use generation_provider::{
    ExecutionResult, FragmentSnapshot, RequestMessage, RequestPart, RequestRole,
};
use serde::{Deserialize, Serialize};

#[derive(Debug, Clone, Copy, PartialEq, Eq, Serialize, Deserialize)]
#[serde(rename_all = "lowercase")]
pub enum Role {
    User,
    Assistant,
}

impl From<Role> for RequestRole {
    fn from(role: Role) -> Self {
        match role {
            Role::User => RequestRole::User,
            Role::Assistant => RequestRole::Assistant,
        }
    }
}

#[derive(Debug, Clone, PartialEq, Eq, Serialize, Deserialize)]
#[serde(tag = "type", rename_all = "lowercase")]
pub enum ContentPart {
    Text { text: String },
    Code { text: String },
    /// Data URL of an attached image.
    Image { image: String },
}

impl ContentPart {
    pub fn text(text: impl Into<String>) -> Self {
        Self::Text { text: text.into() }
    }

    pub fn code(text: impl Into<String>) -> Self {
        Self::Code { text: text.into() }
    }

    /// Code travels as text on the wire.
    fn to_request_part(&self) -> RequestPart {
        match self {
            Self::Text { text } | Self::Code { text } => RequestPart::Text { text: text.clone() },
            Self::Image { image } => RequestPart::Image {
                image: image.clone(),
            },
        }
    }
}

/// One turn of the conversation history.
#[derive(Debug, Clone, PartialEq, Serialize, Deserialize)]
pub struct Message {
    pub role: Role,
    pub content: Vec<ContentPart>,
    #[serde(default, skip_serializing_if = "Option::is_none")]
    pub object: Option<FragmentSnapshot>,
    #[serde(default, skip_serializing_if = "Option::is_none")]
    pub result: Option<ExecutionResult>,
}

impl Message {
    pub fn user(content: Vec<ContentPart>) -> Self {
        Self {
            role: Role::User,
            content,
            object: None,
            result: None,
        }
    }

    pub fn assistant(content: Vec<ContentPart>, object: FragmentSnapshot) -> Self {
        Self {
            role: Role::Assistant,
            content,
            object: Some(object),
            result: None,
        }
    }

    pub fn to_request(&self) -> RequestMessage {
        RequestMessage {
            role: self.role.into(),
            content: self
                .content
                .iter()
                .map(ContentPart::to_request_part)
                .collect(),
        }
    }
}

/// Converts stored history to wire messages.
pub fn to_request_messages(messages: &[Message]) -> Vec<RequestMessage> {
    messages.iter().map(Message::to_request).collect()
}

#[cfg(test)]
mod tests {
    use pretty_assertions::assert_eq;

    use super::*;

    #[test]
    fn code_parts_are_sent_as_text() {
        let message = Message::assistant(
            vec![ContentPart::text("Here you go"), ContentPart::code("print(1)")],
            FragmentSnapshot::default(),
        );

        assert_eq!(
            message.to_request(),
            RequestMessage {
                role: RequestRole::Assistant,
                content: vec![
                    RequestPart::Text {
                        text: "Here you go".to_string()
                    },
                    RequestPart::Text {
                        text: "print(1)".to_string()
                    },
                ],
            }
        );
    }

    #[test]
    fn image_parts_keep_their_data() {
        let message = Message::user(vec![
            ContentPart::text("what is this"),
            ContentPart::Image {
                image: "data:image/png;base64,AAAA".to_string(),
            },
        ]);

        let request = to_request_messages(std::slice::from_ref(&message));
        assert_eq!(
            request[0].content[1],
            RequestPart::Image {
                image: "data:image/png;base64,AAAA".to_string()
            }
        );
    }

    #[test]
    fn message_serializes_with_typed_parts() {
        let value = serde_json::to_value(Message::user(vec![ContentPart::text("hi")]))
            .expect("message should serialize");

        assert_eq!(value["role"], "user");
        assert_eq!(value["content"][0]["type"], "text");
        assert!(value.get("object").is_none());
    }
}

* * * * *

Activity:
The answer must contain every line of the material, unchanged.

Written reply:
use generation_provider::{
    ExecutionResult, FragmentSnapshot, RequestMessage, RequestPart, RequestRole,
};
use serde::{Deserialize, Serialize};

#[derive(Debug, Clone, Copy, PartialEq, Eq, Serialize, Deserialize)]
#[serde(rename_all = "lowercase")]
pub enum Role {
    User,
    Assistant,
}

impl From<Role> for RequestRole {
    fn from(role: Role) -> Self {
        match role {
            Role::User => RequestRole::User,
            Role::Assistant => RequestRole::Assistant,
        }
    }
}

#[derive(Debug, Clone, PartialEq, Eq, Serialize, Deserialize)]
#[serde(tag = "type", rename_all = "lowercase")]
pub enum ContentPart {
    Text { text: String },
    Code { text: String },
    /// Data URL of an attached image.
    Image { image: String },
}

impl ContentPart {
    pub fn text(text: impl Into<String>) -> Self {
        Self::Text { text: text.into() }
    }

    pub fn code(text: impl Into<String>) -> Self {
        Self::Code { text: text.into() }
    }

    /// Code travels as text on the wire.
    fn to_request_part(&self) -> RequestPart {
        match self {
            Self::Text { text } | Self::Code { text } => RequestPart::Text { text: text.clone() },
            Self::Image { image } => RequestPart::Image {
                image: image.clone(),
            },
        }
    }
}

/// One turn of the conversation history.
#[derive(Debug, Clone, PartialEq, Serialize, Deserialize)]
pub struct Message {
    pub role: Role,
    pub content: Vec<ContentPart>,
    #[serde(default, skip_serializing_if = "Option::is_none")]
    pub object: Option<FragmentSnapshot>,
    #[serde(default, skip_serializing_if = "Option::is_none")]
    pub result: Option<ExecutionResult>,
}

impl Message {
    pub fn user(content: Vec<ContentPart>) -> Self {
        Self {
            role: Role::User,
            content,
            object: None,
            result: None,
        }
    }

    pub fn assistant(content: Vec<ContentPart>, object: FragmentSnapshot) -> Self {
        Self {
            role: Role::Assistant,
            content,
            object: Some(object),
            result: None,
        }
    }

    pub fn to_request(&self) -> RequestMessage {
        RequestMessage {
            role: self.role.into(),
            content: self
                .content
                .iter()
                .map(ContentPart::to_request_part)
                .collect(),
        }
    }
}

/// Converts stored history to wire messages.
pub fn to_request_messages(messages: &[Message]) -> Vec<RequestMessage> {
    messages.iter().map(Message::to_request).collect()
}

#[cfg(test)]
mod tests {
    use pretty_assertions::assert_eq;

    use super::*;

    #[test]
    fn code_parts_are_sent_as_text() {
        let message = Message::assistant(
            vec![ContentPart::text("Here you go"), ContentPart::code("print(1)")],
            FragmentSnapshot::default(),
        );

        assert_eq!(
            message.to_request(),
            RequestMessage {
                role: RequestRole::Assistant,
                content: vec![
                    RequestPart::Text {
                        text: "Here you go".to_string()
                    },
                    RequestPart::Text {
                        text: "print(1)".to_string()
                    },
                ],
            }
        );
    }

    #[test]
    fn image_parts_keep_their_data() {
        let message = Message::user(vec![
            ContentPart::text("what is this"),
            ContentPart::Image {
                image: "data:image/png;base64,AAAA".to_string(),
            },
        ]);

        let request = to_request_messages(std::slice::from_ref(&message));
        assert_eq!(
            request[0].content[1],
            RequestPart::Image {
                image: "data:image/png;base64,AAAA".to_string()
            }
        );
    }

    #[test]
    fn message_serializes_with_typed_parts() {
        let value = serde_json::to_value(Message::user(vec![ContentPart::text("hi")]))
            .expect("message should serialize");

        assert_eq!(value["role"], "user");
        assert_eq!(value["content"][0]["type"], "text");
        assert!(value.get("object").is_none());
    }
}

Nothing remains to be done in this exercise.